Home
/
RELIGION & LIBERTY ONLINE
/
A System In Distress: Too Many American Children In State Care
A System In Distress: Too Many American Children In State Care
Jan 14, 2026 4:03 PM

Generally speaking, social services do not remove children from their homes as a first choice. Most have family programs that work with parents to resolve issues with parenting skills, nutrition, education, addiction issues and so on. A child has to be in imminent danger for them to be removed from their parents’ care.
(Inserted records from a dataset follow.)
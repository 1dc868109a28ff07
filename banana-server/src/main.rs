//! Banana Studio Server
//!
//! A pure Rust HTTP server that:
//! - Proxies image-generation requests to the AI router on /api/generate
//! - Creates payment checkouts and reports payment readiness on /api/checkout*
//! - Drives the OAuth sign-in flow on /auth/*
//! - Serves the static front-end for everything else

use anyhow::Result;
use std::net::SocketAddr;
use tracing::info;
use tracing_subscriber::EnvFilter;
use url::Url;

mod api;
mod router;
mod state;

#[cfg(test)]
mod test_helpers;

use banana_core::AppConfig;
use state::AppState;

const DEFAULT_PORT: u16 = 3000;

#[tokio::main]
async fn main() -> Result<()> {
    tracing_subscriber::fmt()
        .with_env_filter(EnvFilter::try_from_default_env().unwrap_or_else(|_| EnvFilter::new("info")))
        .init();

    let port: u16 = std::env::var("BANANA_PORT")
        .ok()
        .and_then(|p| p.parse().ok())
        .unwrap_or(DEFAULT_PORT);
    let host = std::env::var("BANANA_HOST").unwrap_or_else(|_| "127.0.0.1".to_string());

    let config = AppConfig::from_env();
    if config.openrouter.api_key.is_none() {
        tracing::warn!("OPENROUTER_API_KEY is not set; /api/generate will answer 500");
    }

    let fallback_origin = Url::parse(&format!("http://{}:{}", host, port))?;
    let state = AppState::new(config, fallback_origin)?;

    info!("✅ Application state initialized");

    let app = router::build_router(state);

    let addr: SocketAddr = format!("{}:{}", host, port).parse()?;
    let listener = tokio::net::TcpListener::bind(addr).await?;

    info!("🌐 Server listening on http://{}", addr);
    info!("🔌 API available at http://{}/api/", addr);

    axum::serve(listener, app).await?;

    Ok(())
}
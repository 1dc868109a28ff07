//! # Banana Core
//!
//! Core logic for Banana Studio: everything the HTTP layer does that is not
//! route plumbing.
//!
//! ```text
//! banana-core/src/
//! ├── origin.rs     # external base-URL resolution (proxies, previews, tunnels)
//! ├── generate/     # request normalization + response image extraction
//! ├── checkout.rs   # plan/cycle product map and readiness reporting
//! ├── upstream/     # OpenRouter / Creem / auth provider clients
//! ├── config.rs     # env-driven typed configuration, read once at startup
//! └── error.rs      # unified error type
//! ```

pub mod checkout;
pub mod config;
pub mod error;
pub mod generate;
pub mod http;
pub mod origin;
pub mod upstream;

// Re-export commonly used types
pub use config::AppConfig;
pub use error::{AppError, AppResult};
pub use origin::{resolve_origin, OriginHints};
A lot of kids are in imminent danger.

Not only that: the social workers who must work with these families are overwhelmed. Joseph Turner reports:

In my home state of Indiana, an employee of Child Protective Services (CPS) recently sued the state over the fact that CPS workers’ caseloads are in overwhelming excess of the legal requirements. State law mandates that employees should serve no more than 17 families at one time. In some counties, the average is closer to 50.

This stems from a massive increase in reports of abuse and neglect in recent years, up 81 percent from 2009. Caseload limits seem reasonable enough, except you can’t legislate supply and demand. The state can’t keep up with its child-abuse problem, so caseworkers are dangerously overloaded. Morale is low, turnover is high, and kids are suffering.
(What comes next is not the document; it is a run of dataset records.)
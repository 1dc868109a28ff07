//! Image generation endpoint.
//!
//! Accepts JSON (`{prompt?, images?}` with data-URL strings) or multipart
//! (`prompt` text field + up to 9 `images` file parts), forwards one
//! chat-completion request to the AI router, and answers with the extracted
//! image URLs.

use axum::extract::{FromRequest, Multipart, Request, State};
use axum::http::header::CONTENT_TYPE;
use axum::http::StatusCode;
use axum::response::Json;
use serde::Serialize;
use serde_json::Value;
use tracing::info;

use banana_core::generate::{
    build_chat_completion_request, extract, files_to_data_urls, GenerationInput, UploadedImage,
    MAX_IMAGES,
};
use banana_core::AppError;

use super::error::ApiError;
use crate::state::AppState;

#[derive(Serialize)]
pub struct GenerateResponse {
    pub images: Vec<String>,
}

/// POST /api/generate
pub async fn handle_generate(
    State(state): State<AppState>,
    request: Request,
) -> Result<Json<GenerateResponse>, ApiError> {
    if !state.inner.openrouter.has_api_key() {
        return Err(AppError::Config("Missing OPENROUTER_API_KEY".to_string()).into());
    }

    let content_type = request
        .headers()
        .get(CONTENT_TYPE)
        .and_then(|v| v.to_str().ok())
        .unwrap_or("")
        .to_string();

    let input = if content_type.contains("application/json") {
        input_from_json(request).await?
    } else if content_type.contains("multipart/form-data") {
        input_from_multipart(&state, request).await?
    } else {
        return Err(AppError::UnsupportedMediaType.into());
    };

    input.validate().map_err(ApiError::from)?;

    info!(
        "[generate] prompt_len={} images={}",
        input.prompt.len(),
        input.image_data_urls.len()
    );

    let payload = build_chat_completion_request(&input);
    let response = state.inner.openrouter.chat_completion(&payload).await?;

    let images = extract::extract_image_urls(&response);
    if images.is_empty() {
        return Err(AppError::NoImages {
            debug: extract::debug_snapshot(&response),
        }
        .into());
    }

    info!("[generate] extracted {} image(s)", images.len());
    Ok(Json(GenerateResponse { images }))
}

async fn input_from_json(request: Request) -> Result<GenerationInput, ApiError> {
    // Raw body reads do not go through the extractor body limit; enforce the
    // same cap here.
    let bytes = axum::body::to_bytes(request.into_body(), crate::router::MAX_BODY_BYTES)
        .await
        .map_err(|e| {
            ApiError::new(StatusCode::PAYLOAD_TOO_LARGE, "Request body too large.")
                .detail(e.to_string())
        })?;
    let body: Value = serde_json::from_slice(&bytes)
        .map_err(|_| ApiError::bad_request("Invalid JSON body."))?;
    Ok(GenerationInput::from_json(&body))
}

async fn input_from_multipart(
    state: &AppState,
    request: Request,
) -> Result<GenerationInput, ApiError> {
    let mut multipart = Multipart::from_request(request, state)
        .await
        .map_err(|e| ApiError::bad_request("Invalid multipart body.").detail(e.to_string()))?;

    let mut prompt = String::new();
    let mut files: Vec<UploadedImage> = Vec::new();

    while let Some(field) = multipart
        .next_field()
        .await
        .map_err(|e| ApiError::bad_request("Multipart error.").detail(e.to_string()))?
    {
        match field.name().unwrap_or("") {
            "prompt" => {
                prompt = field
                    .text()
                    .await
                    .map_err(|e| ApiError::bad_request("Prompt read error.").detail(e.to_string()))?
                    .trim()
                    .to_string();
            }
            "images" => {
                // Extra uploads past the cap are consumed and dropped.
                let content_type = field.content_type().map(str::to_string);
                let bytes = field
                    .bytes()
                    .await
                    .map_err(|e| ApiError::bad_request("Image read error.").detail(e.to_string()))?;
                if files.len() < MAX_IMAGES {
                    files.push(UploadedImage {
                        bytes: bytes.to_vec(),
                        content_type,
                    });
                }
            }
            _ => {}
        }
    }

    let image_data_urls = files_to_data_urls(files).await;
    Ok(GenerationInput { prompt, image_data_urls })
}
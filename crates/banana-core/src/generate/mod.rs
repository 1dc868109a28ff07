//! Generation request normalization and upstream payload construction.
//!
//! Clients reach the generation endpoint in two shapes (JSON with data-URL
//! strings, multipart with raw file uploads). Both are folded into one
//! [`GenerationInput`] before anything upstream-specific happens.

pub mod extract;

use base64::engine::general_purpose::STANDARD as BASE64;
use base64::Engine;
use serde_json::{json, Value};

use crate::error::{AppError, AppResult};

/// The image-capable model every generation request targets.
pub const MODEL_ID: &str = "google/gemini-2.5-flash-image";

/// Hard cap on images per request; extras are silently dropped.
pub const MAX_IMAGES: usize = 9;

/// Uniform internal representation of a generation request.
#[derive(Debug, Clone, Default, PartialEq)]
pub struct GenerationInput {
    pub prompt: String,
    pub image_data_urls: Vec<String>,
}

impl GenerationInput {
    /// Build from a JSON body `{prompt?, images?}`. Non-string entries in
    /// `images` are dropped rather than rejected.
    pub fn from_json(body: &Value) -> Self {
        let prompt = body
            .get("prompt")
            .and_then(Value::as_str)
            .unwrap_or("")
            .trim()
            .to_string();
        let image_data_urls = body
            .get("images")
            .and_then(Value::as_array)
            .map(|items| {
                items
                    .iter()
                    .filter_map(Value::as_str)
                    .map(str::to_string)
                    .collect()
            })
            .unwrap_or_default();
        Self { prompt, image_data_urls }
    }

    /// A request with neither a usable prompt nor any image has nothing to
    /// send upstream.
    pub fn validate(&self) -> AppResult<()> {
        if self.prompt.is_empty() && self.image_data_urls.is_empty() {
            return Err(AppError::InvalidInput(
                "Provide a prompt or at least one image.".to_string(),
            ));
        }
        Ok(())
    }
}

/// A raw uploaded file from a multipart `images` field.
#[derive(Debug, Clone)]
pub struct UploadedImage {
    pub bytes: Vec<u8>,
    pub content_type: Option<String>,
}

/// Encode one uploaded file as a `data:<mime>;base64,...` URL. Parts without
/// a content type are assumed to be PNG.
pub fn file_to_data_url(bytes: &[u8], content_type: Option<&str>) -> String {
    let mime = content_type.filter(|c| !c.is_empty()).unwrap_or("image/png");
    format!("data:{};base64,{}", mime, BASE64.encode(bytes))
}

/// Convert uploaded files to data-URLs, at most [`MAX_IMAGES`] of them.
/// Encoding runs concurrently across files; result order matches upload
/// order.
pub async fn files_to_data_urls(files: Vec<UploadedImage>) -> Vec<String> {
    let tasks: Vec<_> = files
        .into_iter()
        .take(MAX_IMAGES)
        .map(|file| {
            tokio::task::spawn_blocking(move || {
                file_to_data_url(&file.bytes, file.content_type.as_deref())
            })
        })
        .collect();

    futures::future::join_all(tasks)
        .await
        .into_iter()
        .filter_map(Result::ok)
        .collect()
}

/// Build the upstream chat-completion payload for a normalized input.
///
/// The upstream rejects empty text parts, so an image-only request sends a
/// single space as its prompt.
pub fn build_chat_completion_request(input: &GenerationInput) -> Value {
    let mut content = vec![json!({
        "type": "text",
        "text": if input.prompt.is_empty() { " " } else { input.prompt.as_str() },
    })];
    for url in input.image_data_urls.iter().take(MAX_IMAGES) {
        content.push(json!({
            "type": "image_url",
            "image_url": { "url": url },
        }));
    }

    json!({
        "model": MODEL_ID,
        "messages": [{ "role": "user", "content": content }],
        "modalities": ["image", "text"],
    })
}
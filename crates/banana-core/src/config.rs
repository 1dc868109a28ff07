//! Process-wide configuration.
//!
//! Every external credential and endpoint the server touches is read from the
//! environment exactly once at startup and held in a typed [`AppConfig`].
//! Handlers never read env vars directly.

use serde::{Deserialize, Serialize};

fn env_opt(name: &str) -> Option<String> {
    std::env::var(name)
        .ok()
        .map(|v| v.trim().to_string())
        .filter(|v| !v.is_empty())
}

/// Canonical-site and platform-hostname configuration used by origin resolution.
#[derive(Debug, Clone, Default, Serialize, Deserialize)]
pub struct SiteConfig {
    /// Operator-configured canonical site URL (`SITE_URL`).
    pub site_url: Option<String>,
    /// Secondary public site URL (`PUBLIC_SITE_URL`), checked after `site_url`.
    pub public_site_url: Option<String>,
    /// Platform-assigned preview hostname (`VERCEL_URL`), no scheme.
    pub vercel_url: Option<String>,
    /// True when `APP_ENV=production`.
    pub production: bool,
}

impl SiteConfig {
    pub fn from_env() -> Self {
        Self {
            site_url: env_opt("SITE_URL"),
            public_site_url: env_opt("PUBLIC_SITE_URL"),
            vercel_url: env_opt("VERCEL_URL"),
            production: env_opt("APP_ENV").as_deref() == Some("production"),
        }
    }
}

/// AI image-generation router configuration.
#[derive(Debug, Clone, Serialize, Deserialize)]
pub struct OpenRouterConfig {
    pub api_key: Option<String>,
    /// API root, overridable for tests (`OPENROUTER_BASE_URL`).
    pub base_url: String,
    /// Optional attribution headers sent upstream.
    pub site_url: Option<String>,
    pub app_name: Option<String>,
}

impl Default for OpenRouterConfig {
    fn default() -> Self {
        Self {
            api_key: None,
            base_url: "https://openrouter.ai/api/v1".to_string(),
            site_url: None,
            app_name: None,
        }
    }
}

impl OpenRouterConfig {
    pub fn from_env() -> Self {
        Self {
            api_key: env_opt("OPENROUTER_API_KEY"),
            base_url: env_opt("OPENROUTER_BASE_URL")
                .unwrap_or_else(|| "https://openrouter.ai/api/v1".to_string()),
            site_url: env_opt("OPENROUTER_SITE_URL"),
            app_name: env_opt("OPENROUTER_APP_NAME"),
        }
    }
}

/// Creem payments configuration: credentials plus the plan/cycle product map.
#[derive(Debug, Clone, Default, Serialize, Deserialize)]
pub struct CreemConfig {
    pub api_key: Option<String>,
    pub api_base_url: Option<String>,
    pub enable_payments: bool,
    pub webhook_secret: Option<String>,
    pub basic_monthly: Option<String>,
    pub basic_yearly: Option<String>,
    pub pro_monthly: Option<String>,
    pub pro_yearly: Option<String>,
    pub max_monthly: Option<String>,
    pub max_yearly: Option<String>,
    pub pack_starter: Option<String>,
    pub pack_growth: Option<String>,
    pub pack_professional: Option<String>,
    pub pack_enterprise: Option<String>,
}

impl CreemConfig {
    pub fn from_env() -> Self {
        Self {
            api_key: env_opt("CREEM_API_KEY"),
            api_base_url: env_opt("CREEM_API_BASE_URL"),
            enable_payments: env_opt("CREEM_ENABLE_PAYMENTS")
                .map(|v| v.to_lowercase() == "true")
                .unwrap_or(false),
            // Legacy deployments exported the secret under a name with a
            // space in it; accept both spellings.
            webhook_secret: env_opt("CREEM_WEBHOOK_SECRET").or_else(|| env_opt("CREEM WEBHOOK SECRET")),
            basic_monthly: env_opt("CREEM_BASIC_MONTHLY_PRODUCT_ID"),
            basic_yearly: env_opt("CREEM_BASIC_YEARLY_PRODUCT_ID"),
            pro_monthly: env_opt("CREEM_PRO_MONTHLY_PRODUCT_ID"),
            pro_yearly: env_opt("CREEM_PRO_YEARLY_PRODUCT_ID"),
            max_monthly: env_opt("CREEM_MAX_MONTHLY_PRODUCT_ID"),
            max_yearly: env_opt("CREEM_MAX_YEARLY_PRODUCT_ID"),
            pack_starter: env_opt("CREEM_CREDIT_PACK_STARTER_PRODUCT_ID"),
            pack_growth: env_opt("CREEM_CREDIT_PACK_GROWTH_PRODUCT_ID"),
            pack_professional: env_opt("CREEM_CREDIT_PACK_PROFESSIONAL_PRODUCT_ID"),
            pack_enterprise: env_opt("CREEM_CREDIT_PACK_ENTERPRISE_PRODUCT_ID"),
        }
    }
}

/// Auth provider (Supabase-style) configuration.
#[derive(Debug, Clone, Default, Serialize, Deserialize)]
pub struct SupabaseConfig {
    pub url: Option<String>,
    pub anon_key: Option<String>,
}

impl SupabaseConfig {
    pub fn from_env() -> Self {
        Self {
            url: env_opt("SUPABASE_URL"),
            anon_key: env_opt("SUPABASE_ANON_KEY"),
        }
    }
}

/// Top-level application configuration, populated once at process start.
#[derive(Debug, Clone, Default, Serialize, Deserialize)]
pub struct AppConfig {
    pub site: SiteConfig,
    pub openrouter: OpenRouterConfig,
    pub creem: CreemConfig,
    pub supabase: SupabaseConfig,
}

impl AppConfig {
    pub fn from_env() -> Self {
        Self {
            site: SiteConfig::from_env(),
            openrouter: OpenRouterConfig::from_env(),
            creem: CreemConfig::from_env(),
            supabase: SupabaseConfig::from_env(),
        }
    }
}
We are not talking about kids who may live in sub-standard housing or are not fed nutritious meals on a consistent basis. No, we are talking about life and death situations. We are talking about adults who are harming children physically and emotionally on an on-going basis. A caseworker decides that children are in imminent danger and must be removed. Most of the time that means foster care. Many times, that foster care is only a bit better than the home the child was removed from. It’s also the case that once in foster care, children get moved very frequently and siblings usually do not stay together. A California study showed that children in foster care are at high risk for sexual exploitation, but also sex trafficking.

Turner points out that the answer to all of this is not to expand child protective services in each state, hiring more social workers and recruiting more foster families. No, the answer to this tragedy is to focus on prevention: let’s not take the child from the home in the first place.

By way of analogy, let’s suppose a bacterial epidemic breaks out. Scores of people are ing severely ill, and emergency rooms are at triple capacity. There are neither enough rooms to hold all the patients nor doctors to treat them, so the hospitals simply make do with what they have. Conditions for both patients and medical staff deteriorate.

Would we hire more doctors? Build more hospitals? Perhaps. But most immediately, this wouldn’t be an issue for direct medicine so much as public health. Educate people about how the infection is contracted and how to avoid it. Encourage the appropriate hygiene. Develop a vaccine, and get it to the highest-risk populations as quickly as possible. That is how epidemics are resolved and disaster averted.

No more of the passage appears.